For many lawmakers, that window closed this week. Cantor was trounced in his Virginia primary by an obscure, underfunded professor who had accused him of supporting “amnesty” and open borders. Cantor denied that, but no matter. Members of both parties said Republicans would draw a clear lesson: GOP voters will punish anyone who doesn’t take a firm stance on immigration — even the House’s No. 2 Republican.
“I think immigration is dead for the rest of the year,” said Rep. John Fleming, a conservative Louisiana Republican. “I wouldn’t be surprised if it ends it for the entire term of President Obama.”
On the night after Cantor’s shocking defeat, White House chief of staff Denis McDonough huddled with top Democrats in House Majority Leader Nancy Pelosi’s Capitol suite to assess whether that was true and to plot their path forward. Joining the session were Senate Majority Leader Harry Reid and the Democratic half of the “Gang of 8” that wrote and passed a bipartisan immigration overhaul last year. Obama sent his legislative liaison, Katie Fallon, and his domestic policy chief, Cecilia Munoz, across town for the meeting, according to several Democratic officials.

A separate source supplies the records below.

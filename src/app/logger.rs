use std::sync::LazyLock;

pub use crate::logger::{
    set_log_level, set_user_log_handler, LogCallback, LogLevel, LogOptions, Logger,
};

pub static LOGGER: LazyLock<Logger> = LazyLock::new(|| Logger::new("@firebase/app"));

Over Capitol-shaped cookies and chocolate mousse left over from a reception honoring Kathleen Sebelius, the former Health and Human Services secretary, the Democrats agreed to stay the course, the officials said. The assumption was that Cantor, who had hardened his immigration stance after being attacked by his opponent, actually had been more of a hindrance than a help in getting a bill to the House floor.
The Democrats’ hopes have been bolstered now that it’s increasingly likely that Majority Whip Kevin McCarthy will succeed Cantor as speaker-in-waiting. His two main potential challengers for the post bowed out as support began coalescing behind McCarthy, although a third challenger entered the race Friday. McCarthy’s California district is more than a third Hispanic, and he has been supportive in the past of the idea of changing U.S. immigration laws.
Still, McCarthy’s own inclinations on immigration could prove less than decisive if rank-and-file Republicans decide that after what happened to Cantor, it’s too risky to be perceived as soft on immigration by the tea party and other conservative parts of the Republican base.
But if the summer comes and goes with no action in Congress, Obama will be under more pressure than ever before from immigration advocates to take substantial action to assist immigrants in the U.S. illegally.
“The president’s decision could not be harder,” said Gabriella Domenzain, who ran Hispanic media outreach for Obama’s re-election campaign. “Regardless of what he does, he’s going to get flak and it’s not going to be enough.”